Quant aux rapports entre les trois classes, il est évident que la deuxième et la troisième sont plus rapprochées l'une de l'autre que de la première; dans la classe première il y a une lacune fondamentale, puisqu'il y manque un des deux facteurs qui produisent la langue (2).



NOTES

(1) Nous discuterons plus tard explicitement les rapports qui existent entre l'Histoire et la Langue.(retour texte)

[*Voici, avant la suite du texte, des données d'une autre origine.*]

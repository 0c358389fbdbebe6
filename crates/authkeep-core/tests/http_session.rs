//! End-to-end session flows over real HTTP against a mock API server.

use std::sync::Arc;

use authkeep_core::api::{ApiRequest, HttpTransport};
use authkeep_core::store::MemoryTokenStore;
use authkeep_core::{
    AuthError, AuthGateway, Config, Endpoints, Messages, SessionController, SessionState,
    TokenBackend, TokenKey, TokenStore, Transport,
};
use serde_json::json;
use wiremock::matchers::{body_json, header, method, path};
use wiremock::{Mock, MockServer, ResponseTemplate};

fn login_body() -> serde_json::Value {
    json!({
        "access": "acc-1",
        "refresh": "ref-1",
        "token_type": "bearer",
        "exp": "2099-01-01T00:15:00Z",
        "issued_at": "2099-01-01T00:00:00Z",
        "token_id": "tid-1",
        "user": {"id": 42, "email": "user@example.com", "role": "user", "can_login": true}
    })
}

fn me_body() -> serde_json::Value {
    json!({
        "id": 42,
        "email": "user@example.com",
        "role": "user",
        "can_login": true,
        "is_active": true,
        "registered_at": "2024-05-01T10:00:00",
        "locked_until": null,
        "failed_login_attempts": 0
    })
}

fn session(server: &MockServer, store: Arc<MemoryTokenStore>) -> SessionController {
    let transport = HttpTransport::new(&server.uri()).expect("Failed to build transport");
    let gateway = AuthGateway::authorized(
        Arc::new(transport),
        store,
        Endpoints::default(),
        Messages::default(),
    );
    SessionController::new(gateway)
}

fn stored_session() -> Arc<MemoryTokenStore> {
    Arc::new(MemoryTokenStore::with_tokens(&[
        (TokenKey::Access, "stored-acc"),
        (TokenKey::Refresh, "stored-ref"),
        (TokenKey::Csrf, "stored-csrf"),
    ]))
}

fn assert_cleared(store: &MemoryTokenStore) {
    for key in TokenKey::ALL {
        assert_eq!(store.get(key).unwrap(), None, "{} should be cleared", key);
    }
}

#[tokio::test]
async fn test_login_sends_normalized_credentials() {
    let server = MockServer::start().await;
    Mock::given(method("POST"))
        .and(path("/api/v1/auth/login"))
        .and(body_json(json!({"email": "user@example.com", "password": "secret"})))
        .respond_with(ResponseTemplate::new(200).set_body_json(login_body()))
        .expect(1)
        .mount(&server)
        .await;

    let store = Arc::new(MemoryTokenStore::new());
    let session = session(&server, store.clone());

    let user = session.login(" USER@Example.com ", " secret ").await.unwrap();

    assert_eq!(user.id, 42);
    assert!(session.is_authenticated());
    assert_eq!(store.get(TokenKey::Access).unwrap().as_deref(), Some("acc-1"));
    assert_eq!(store.get(TokenKey::Refresh).unwrap().as_deref(), Some("ref-1"));
}

#[tokio::test]
async fn test_login_rejected_shows_server_detail() {
    let server = MockServer::start().await;
    Mock::given(method("POST"))
        .and(path("/api/v1/auth/login"))
        .respond_with(
            ResponseTemplate::new(400).set_body_json(json!({"detail": "Неверный email или пароль"})),
        )
        .mount(&server)
        .await;

    let session = session(&server, Arc::new(MemoryTokenStore::new()));

    let err = session.login("user@example.com", "wrong").await.unwrap_err();

    assert_eq!(err.to_string(), "Неверный email или пароль");
    assert!(!session.is_authenticated());
}

#[tokio::test]
async fn test_initialize_without_token_makes_no_requests() {
    let server = MockServer::start().await;
    let session = session(&server, Arc::new(MemoryTokenStore::new()));

    assert_eq!(session.initialize().await, SessionState::Unauthenticated);

    let received = server.received_requests().await.unwrap_or_default();
    assert!(received.is_empty());
}

#[tokio::test]
async fn test_initialize_restores_stored_session() {
    let server = MockServer::start().await;
    Mock::given(method("GET"))
        .and(path("/api/v1/users/me"))
        .and(header("authorization", "Bearer stored-acc"))
        .respond_with(ResponseTemplate::new(200).set_body_json(me_body()))
        .expect(1)
        .mount(&server)
        .await;

    let session = session(&server, stored_session());

    let state = session.initialize().await;

    assert!(matches!(state, SessionState::Authenticated(ref u) if u.email == "user@example.com"));
    assert!(session.is_authenticated());
}

#[tokio::test]
async fn test_initialize_with_rejected_token_clears_everything() {
    let server = MockServer::start().await;
    Mock::given(method("GET"))
        .and(path("/api/v1/users/me"))
        .respond_with(ResponseTemplate::new(401).set_body_json(json!({"detail": "Token expired"})))
        .expect(1)
        .mount(&server)
        .await;

    let store = stored_session();
    let session = session(&server, store.clone());

    assert_eq!(session.initialize().await, SessionState::Unauthenticated);
    assert_cleared(&store);
}

#[tokio::test]
async fn test_concurrent_initialize_issues_one_identity_check() {
    let server = MockServer::start().await;
    Mock::given(method("GET"))
        .and(path("/api/v1/users/me"))
        .respond_with(
            ResponseTemplate::new(200)
                .set_body_json(me_body())
                .set_delay(std::time::Duration::from_millis(50)),
        )
        .expect(1)
        .mount(&server)
        .await;

    let session = session(&server, stored_session());

    let (a, b, c) = tokio::join!(session.initialize(), session.initialize(), session.initialize());

    assert_eq!(a, b);
    assert_eq!(b, c);
    assert!(matches!(a, SessionState::Authenticated(_)));
}

#[tokio::test]
async fn test_register_mismatch_never_reaches_server() {
    let server = MockServer::start().await;
    Mock::given(method("POST"))
        .and(path("/api/v1/auth/register"))
        .respond_with(ResponseTemplate::new(201))
        .expect(0)
        .mount(&server)
        .await;

    let session = session(&server, Arc::new(MemoryTokenStore::new()));

    let err = session.register("a@b.com", "p1", "p2").await.unwrap_err();

    assert!(matches!(err, AuthError::PasswordMismatch { .. }));
}

#[tokio::test]
async fn test_register_success_keeps_session_state() {
    let server = MockServer::start().await;
    Mock::given(method("POST"))
        .and(path("/api/v1/auth/register"))
        .and(body_json(json!({"email": "a@b.com", "password": "p1", "password_confirm": "p1"})))
        .respond_with(ResponseTemplate::new(201).set_body_json(
            json!({"id": 5, "email": "a@b.com", "role": "user", "can_login": true}),
        ))
        .expect(1)
        .mount(&server)
        .await;

    let store = Arc::new(MemoryTokenStore::new());
    let session = session(&server, store.clone());
    session.initialize().await;

    let user = session.register("A@B.com", "p1", "p1").await.unwrap();

    assert_eq!(user.id, 5);
    assert_eq!(session.state(), SessionState::Unauthenticated);
    assert!(!store.has_access_token());
}

#[tokio::test]
async fn test_any_unauthorized_response_ends_session() {
    let server = MockServer::start().await;
    Mock::given(method("POST"))
        .and(path("/api/v1/auth/login"))
        .respond_with(ResponseTemplate::new(200).set_body_json(login_body()))
        .mount(&server)
        .await;
    Mock::given(method("GET"))
        .and(path("/api/v1/reports"))
        .and(header("authorization", "Bearer acc-1"))
        .respond_with(ResponseTemplate::new(401))
        .expect(1)
        .mount(&server)
        .await;

    let store = Arc::new(MemoryTokenStore::new());
    let session = session(&server, store.clone());
    session.login("user@example.com", "secret").await.unwrap();
    assert!(session.is_authenticated());

    // An application request unrelated to auth, routed through the authorizer
    let response = session
        .gateway()
        .transport()
        .send(ApiRequest::get("/api/v1/reports"))
        .await
        .unwrap();

    assert_eq!(response.status, 401);
    assert!(!session.is_authenticated());
    assert_eq!(store.get(TokenKey::Access).unwrap(), None);
    assert_eq!(store.get(TokenKey::Refresh).unwrap(), None);
}

#[tokio::test]
async fn test_refresh_rotates_tokens() {
    let server = MockServer::start().await;
    Mock::given(method("POST"))
        .and(path("/api/v1/auth/refresh"))
        .and(body_json(json!({"refresh_token": "stored-ref"})))
        .respond_with(ResponseTemplate::new(200).set_body_json(json!({
            "access": "acc-2",
            "refresh": "ref-2",
            "token_type": "bearer",
            "exp": "2099-01-01T00:30:00Z",
            "issued_at": "2099-01-01T00:15:00Z",
            "token_id": "tid-2"
        })))
        .expect(1)
        .mount(&server)
        .await;

    let store = stored_session();
    let session = session(&server, store.clone());

    let tokens = session.refresh().await.unwrap();

    assert_eq!(tokens.token_id, "tid-2");
    assert_eq!(store.get(TokenKey::Access).unwrap().as_deref(), Some("acc-2"));
    assert_eq!(store.get(TokenKey::Refresh).unwrap().as_deref(), Some("ref-2"));
}

#[tokio::test]
async fn test_logout_clears_all_tokens() {
    let server = MockServer::start().await;
    Mock::given(method("GET"))
        .and(path("/api/v1/users/me"))
        .respond_with(ResponseTemplate::new(200).set_body_json(me_body()))
        .mount(&server)
        .await;

    let store = stored_session();
    let session = session(&server, store.clone());
    session.initialize().await;

    session.logout().await.unwrap();

    assert_eq!(session.state(), SessionState::Unauthenticated);
    assert_cleared(&store);
}

#[tokio::test]
async fn test_unreachable_api_uses_fallback_message() {
    // Nothing listens on port 9 on a test host
    let transport = HttpTransport::new("http://127.0.0.1:9").unwrap();
    let gateway = AuthGateway::authorized(
        Arc::new(transport),
        Arc::new(MemoryTokenStore::new()),
        Endpoints::default(),
        Messages::default(),
    );
    let session = SessionController::new(gateway);

    let err = session.login("user@example.com", "secret").await.unwrap_err();

    assert_eq!(err.to_string(), "Could not sign in");
    assert_eq!(err.status(), None);
}

#[tokio::test]
async fn test_from_config_wires_the_stack() {
    let server = MockServer::start().await;
    Mock::given(method("POST"))
        .and(path("/api/v1/auth/login"))
        .respond_with(ResponseTemplate::new(200).set_body_json(login_body()))
        .expect(1)
        .mount(&server)
        .await;

    let config = Config {
        api_base_url: server.uri(),
        token_backend: TokenBackend::Memory,
        ..Config::default()
    };
    let session = SessionController::from_config(&config).unwrap();

    session.login("user@example.com", "secret").await.unwrap();

    assert!(session.is_authenticated());
    assert_eq!(session.access_token().as_deref(), Some("acc-1"));
}
//! Client for the authentication endpoints.
//!
//! Every method funnels failures through `normalize`, so callers only ever
//! see `AuthError` values with a message fit for display.

use std::sync::Arc;

use serde::{de::DeserializeOwned, Deserialize, Serialize};
use tracing::{debug, error, info, warn};

use crate::error::{AuthError, AuthResult};
use crate::messages::{Messages, Operation};
use crate::models::{Credentials, LoginResponse, Registration, TokenPair, User, UserDetail};
use crate::store::{TokenKey, TokenStore};

use super::error::{normalize, Failure};
use super::{ApiRequest, RequestAuthorizer, Transport};

/// Endpoint paths, relative to the API base URL.
#[derive(Debug, Clone, PartialEq, Eq, Serialize, Deserialize)]
#[serde(default)]
pub struct Endpoints {
    pub login: String,
    pub register: String,
    pub current_user: String,
    pub refresh: String,
}

impl Default for Endpoints {
    fn default() -> Self {
        Self {
            login: "/api/v1/auth/login".to_string(),
            register: "/api/v1/auth/register".to_string(),
            current_user: "/api/v1/users/me".to_string(),
            refresh: "/api/v1/auth/refresh".to_string(),
        }
    }
}

/// Stateless façade over the authentication API.
/// Clone is cheap - transport and store are shared.
#[derive(Clone)]
pub struct AuthGateway {
    transport: Arc<dyn Transport>,
    store: Arc<dyn TokenStore>,
    endpoints: Endpoints,
    messages: Messages,
}

impl AuthGateway {
    /// Use `transport` as given. It should already authorize requests.
    pub fn new(
        transport: Arc<dyn Transport>,
        store: Arc<dyn TokenStore>,
        endpoints: Endpoints,
        messages: Messages,
    ) -> Self {
        Self {
            transport,
            store,
            endpoints,
            messages,
        }
    }

    /// Route all calls through a `RequestAuthorizer` over `inner`.
    pub fn authorized(
        inner: Arc<dyn Transport>,
        store: Arc<dyn TokenStore>,
        endpoints: Endpoints,
        messages: Messages,
    ) -> Self {
        let transport = Arc::new(RequestAuthorizer::new(inner, store.clone()));
        Self::new(transport, store, endpoints, messages)
    }

    pub fn store(&self) -> &Arc<dyn TokenStore> {
        &self.store
    }

    pub fn transport(&self) -> &Arc<dyn Transport> {
        &self.transport
    }

    pub fn messages(&self) -> &Messages {
        &self.messages
    }

    /// Authenticate and persist the issued tokens.
    pub async fn login(&self, credentials: &Credentials) -> AuthResult<LoginResponse> {
        let fallback = self.messages.fallback(Operation::Login);
        let body = to_body(credentials, fallback)?;

        let login: LoginResponse = self
            .call(ApiRequest::post(&self.endpoints.login, body), fallback)
            .await?;
        self.store_tokens(&login.tokens)?;

        info!(user_id = login.user.id, role = %login.user.role, "Login successful");
        Ok(login)
    }

    /// Create an account. No tokens are issued or stored.
    pub async fn register(&self, registration: &Registration) -> AuthResult<User> {
        let fallback = self.messages.fallback(Operation::Register);
        let body = to_body(registration, fallback)?;

        let user: User = self
            .call(ApiRequest::post(&self.endpoints.register, body), fallback)
            .await?;

        info!(user_id = user.id, "Registration successful");
        Ok(user)
    }

    pub async fn current_user(&self) -> AuthResult<UserDetail> {
        let fallback = self.messages.fallback(Operation::CurrentUser);
        self.call(ApiRequest::get(&self.endpoints.current_user), fallback)
            .await
    }

    /// Exchange the stored refresh token for a new pair.
    ///
    /// Fails with `NoRefreshToken` before any network call if none is stored.
    pub async fn refresh_token(&self) -> AuthResult<TokenPair> {
        let fallback = self.messages.fallback(Operation::Refresh);
        let refresh_token = match self.store.get(TokenKey::Refresh)? {
            Some(token) if !token.is_empty() => token,
            _ => {
                debug!("Refresh requested without a stored refresh token");
                return Err(AuthError::NoRefreshToken {
                    message: self.messages.no_refresh_token().to_string(),
                });
            }
        };

        let body = serde_json::json!({ "refresh_token": refresh_token });
        let tokens: TokenPair = self
            .call(ApiRequest::post(&self.endpoints.refresh, body), fallback)
            .await?;
        self.store_tokens(&tokens)?;

        debug!(token_id = %tokens.token_id, "Tokens refreshed");
        Ok(tokens)
    }

    /// Clear every stored token. Local only.
    pub async fn logout(&self) -> AuthResult<()> {
        match self.store.clear(&TokenKey::ALL) {
            Ok(()) => {
                info!("Stored tokens cleared");
                Ok(())
            }
            Err(e) => {
                error!(error = %e, "Failed to clear stored tokens");
                Err(AuthError::LogoutFailure {
                    message: self.messages.fallback(Operation::Logout).to_string(),
                    source: e,
                })
            }
        }
    }

    /// The stored access token, if readable
    pub fn token(&self) -> Option<String> {
        self.store.get(TokenKey::Access).ok().flatten()
    }

    /// Token presence only; says nothing about validity.
    pub fn has_session(&self) -> bool {
        self.store.has_access_token()
    }

    fn store_tokens(&self, tokens: &TokenPair) -> AuthResult<()> {
        self.store.set(TokenKey::Access, &tokens.access_token)?;
        if !tokens.refresh_token.is_empty() {
            if let Err(e) = self.store.set(TokenKey::Refresh, &tokens.refresh_token) {
                // A half-stored pair must not read as a session
                if let Err(cleanup) = self.store.remove(TokenKey::Access) {
                    warn!(error = %cleanup, "Failed to drop access token after partial store");
                }
                return Err(e.into());
            }
        }
        Ok(())
    }

    async fn call<T: DeserializeOwned>(&self, request: ApiRequest, fallback: &str) -> AuthResult<T> {
        let method = request.method;
        let path = request.path.clone();

        let result = match self.transport.send(request).await {
            Ok(response) if response.is_success() => {
                response.json::<T>().map_err(|e| Failure::Other(e.to_string()))
            }
            Ok(response) => Err(Failure::Response(response)),
            Err(e) => Err(Failure::from(e)),
        };

        result.map_err(|failure| {
            let err = normalize(failure, fallback);
            if let AuthError::AuthFailure { ref cause, status, .. } = err {
                warn!(%method, path = %path, ?status, cause = %cause, "API call failed");
            }
            err
        })
    }
}

fn to_body<B: Serialize>(body: &B, fallback: &str) -> AuthResult<serde_json::Value> {
    serde_json::to_value(body).map_err(|e| normalize(Failure::Other(e.to_string()), fallback))
}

(2) Le texte allemand dit : « L'unité de l'idiome à flexion a aufgehoben la différenciation de l'idiome aggloméré et de l'idiome monosyllabique. J'ai traduit ici le verbe aufheben par absorber, digérer et assimiler. Ce mot allemand est un exemple frappant de la grande lucidité idéale de la langue allemande, puisque, tout en ayant au premier coup d'œil deux significations diamétralement opposées, il ne les a que parce qu'elles sont unies ou identiques au fond, quand on les regarde d'un point de vue supérieur. Aufheben, en effet, signifie littéralement lever, enlever (en latin, tollere) or, ce qu'on a enlevé, on peut soit le conserver ailleurs, soit le détruire. Ainsi donc aufheben réunit réellement les deux sens opposés, mettre quelque chose de côté pour le garder, et annuler. Le magnifique et profond langage dialectique de Hegel se sert surtout de ce mot incomparable pour exprimer l'idée de la croissance organique, de la filiation des époques historiques, etc. Dans chaque phénomène vital supérieur l'observateur dialecticien retrouve le phénomène précédent, mais absorbé, déprimé à l'état de simple trace, ombre, ou, comme dit Hegel, de momentum : ainsi, dans l'homme achevé, vous avez encore le jeune homme et l'enfant; dans le fruit, vous avez la fleur avec ses parties particulières; dans l'état social avancé, vous avez les résultats antérieurs moins complets, etc. (Le Traducteur) (retour texte)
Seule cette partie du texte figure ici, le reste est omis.